Feature Film: Gulliver's Travels (Part 4)

(Note that my primary posts on Gulliver's Travels are spread out over four entries; this is an artifical division, and once they have all been posted, it will make more sense to read them together as a single unit.)


























Ugh, glum worthless princess again. The movie has cliche plot points, and nothing to make me care about any of the characters; everyone who has been characterized is a douchebag. Gulliver should effect political change by killing Bombo. Maybe Little as well, but especially Bombo. Interesting bit with the detour sign, and holding off on revealing it until after its work is done, tho it's clear what it is. Armada dragging is creepy as it is fronted with rotoscope. Gulliver's 2¢ philosophy apparently trumps long thought out plans of conquest. Princesses must have crappy blue birds alight on their fingers. Was that some sort of cliche before Snow White? Apparently the little spy and Gabby are supposed to end up as a couple at the end.

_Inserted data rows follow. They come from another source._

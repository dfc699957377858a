//! The lazy Album entity.

use std::sync::Arc;

use cadenza_core::{AlbumSummary, ExtractionError, Genre, ImageRef, PathSegment, Result};

use crate::entity::group::FieldGroup;
use crate::entity::{Artist, Song};
use crate::extract::extract_album_page;
use crate::session::StoreSession;

/// An album in the store catalog.
///
/// One field group populated by the album-view fetch: title, artist,
/// genre, cover, breadcrumb, info lines, notes, and the track list. The
/// thumbnail is different — it only ever arrives as prefill from a parent
/// document (an artist's grid or a search tile) and is never fetched.
#[derive(Clone)]
pub struct Album {
    inner: Arc<AlbumInner>,
}

impl std::fmt::Debug for Album {
    fn fmt(&self, f: &mut std::fmt::Formatter<'_>) -> std::fmt::Result {
        f.debug_struct("Album")
            .field("id", &self.inner.id)
            .finish_non_exhaustive()
    }
}

struct AlbumInner {
    session: StoreSession,
    id: String,
    prefill: Prefill,
    info: FieldGroup<AlbumInfo>,
}

#[derive(Default)]
struct Prefill {
    title: Option<String>,
    thumbnail: Option<ImageRef>,
    artist: Option<Artist>,
    genre: Option<Genre>,
}

/// The field group one album-view fetch populates.
struct AlbumInfo {
    title: String,
    artist: Option<Artist>,
    genre: Option<Genre>,
    cover: Option<ImageRef>,
    path: Vec<PathSegment>,
    info: Vec<String>,
    notes: Vec<String>,
    tracks: Vec<Song>,
}

impl Album {
    pub(crate) fn new(session: StoreSession, id: String) -> Self {
        Self::build(session, id, Prefill::default())
    }

    /// An album prefilled from a grid tile, discography entry, or search
    /// result. Prefilled fields never trigger a fetch.
    pub(crate) fn from_summary(session: StoreSession, summary: AlbumSummary) -> Self {
        let artist = summary.artist.and_then(|artist_ref| {
            // A name-only reference cannot back a fetchable entity.
            let id = artist_ref.id?;
            Some(Artist::with_name(session.clone(), id, artist_ref.name))
        });
        let prefill = Prefill {
            title: Some(summary.title),
            thumbnail: summary.thumbnail,
            artist,
            genre: summary.genre,
        };
        Self::build(session, summary.id, prefill)
    }

    fn build(session: StoreSession, id: String, prefill: Prefill) -> Self {
        Self {
            inner: Arc::new(AlbumInner {
                session,
                id,
                prefill,
                info: FieldGroup::new(),
            }),
        }
    }

    /// Store album id. Always available, never fetched.
    pub fn id(&self) -> &str {
        &self.inner.id
    }

    /// Grid-tile thumbnail, if a parent document supplied one. Never
    /// triggers a fetch; album pages carry the full cover instead.
    pub fn thumbnail(&self) -> Option<ImageRef> {
        self.inner.prefill.thumbnail.clone()
    }

    /// Album title.
    pub async fn title(&self) -> Result<String> {
        if let Some(title) = &self.inner.prefill.title {
            return Ok(title.clone());
        }
        Ok(self.info_group().await?.title.clone())
    }

    /// The album's artist, possibly only partially populated.
    pub async fn artist(&self) -> Result<Option<Artist>> {
        if let Some(artist) = &self.inner.prefill.artist {
            return Ok(Some(artist.clone()));
        }
        Ok(self.info_group().await?.artist.clone())
    }

    /// Primary genre.
    pub async fn genre(&self) -> Result<Option<Genre>> {
        if let Some(genre) = &self.inner.prefill.genre {
            return Ok(Some(genre.clone()));
        }
        Ok(self.info_group().await?.genre.clone())
    }

    /// Full-size cover image.
    pub async fn cover(&self) -> Result<Option<ImageRef>> {
        Ok(self.info_group().await?.cover.clone())
    }

    /// Breadcrumb path in document order.
    pub async fn path(&self) -> Result<Vec<PathSegment>> {
        Ok(self.info_group().await?.path.clone())
    }

    /// Free-standing info lines from the album page.
    pub async fn info(&self) -> Result<Vec<String>> {
        Ok(self.info_group().await?.info.clone())
    }

    /// Notes block; empty when the page has none.
    pub async fn notes(&self) -> Result<Vec<String>> {
        Ok(self.info_group().await?.notes.clone())
    }

    /// The track list, in document order.
    pub async fn tracks(&self) -> Result<Vec<Song>> {
        Ok(self.info_group().await?.tracks.clone())
    }

    async fn info_group(&self) -> Result<Arc<AlbumInfo>> {
        let inner = &self.inner;
        inner
            .info
            .get_or_fetch(|| async {
                let url = inner.session.config().view_album_url(&inner.id)?;
                let doc = inner.session.fetch_document(&url).await?;
                let page = extract_album_page(&doc);

                let title = page
                    .title
                    .ok_or_else(|| ExtractionError::missing("ViewAlbum/@draggingName"))?;

                let artist = page.artist_id.map(|artist_id| match page.artist_name {
                    Some(name) => Artist::with_name(inner.session.clone(), artist_id, name),
                    None => Artist::new(inner.session.clone(), artist_id),
                });

                // Songs reference a freshly constructed, prefilled album:
                // handing them this Album would tie a reference cycle
                // through the cache.
                let song_album = Self::build(
                    inner.session.clone(),
                    inner.id.clone(),
                    Prefill {
                        title: Some(title.clone()),
                        thumbnail: None,
                        artist: artist.clone(),
                        genre: page.genre.clone(),
                    },
                );
                let tracks = page
                    .tracks
                    .into_iter()
                    .map(|record| {
                        Song::from_record(record, song_album.clone(), artist.clone())
                    })
                    .collect();

                Ok(AlbumInfo {
                    title,
                    artist,
                    genre: page.genre,
                    cover: page.cover,
                    path: page.path,
                    info: page.info,
                    notes: page.notes,
                    tracks,
                })
            })
            .await
    }
}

The second half is not stultifying in the way the first half is, but it still isn't very good. My least favorite Fleischer cartoon of the year that doesn't center around a donkey. You need to construct features differently than shorts, and they do here, but I don't think what they used was ultimately a workable feature structure.

There's something Hoyt Curtain-y about the shipwreck scene. Gabby sounds a bit like he has Alvin and the Chipmunk technology applied to his voice. Lots of smeared backgrounds. So much division; lots of kinda connected stories; Gabby, the kings, the kids, the spies, Gulliver (kinda). The rotoscopes are almost eyeless. Bombo pulls a lot of faces in the face of a torrent of emotion; it doesn't really work. I suppose the memory inset was a technological marvel. The prince has Snow White's hairdo...

Being an inventive group, I suppose they thought an extended sequence focusing on the engineering accomplishments of moving a sleeping giant was a good idea. If they did, I do not agree with them.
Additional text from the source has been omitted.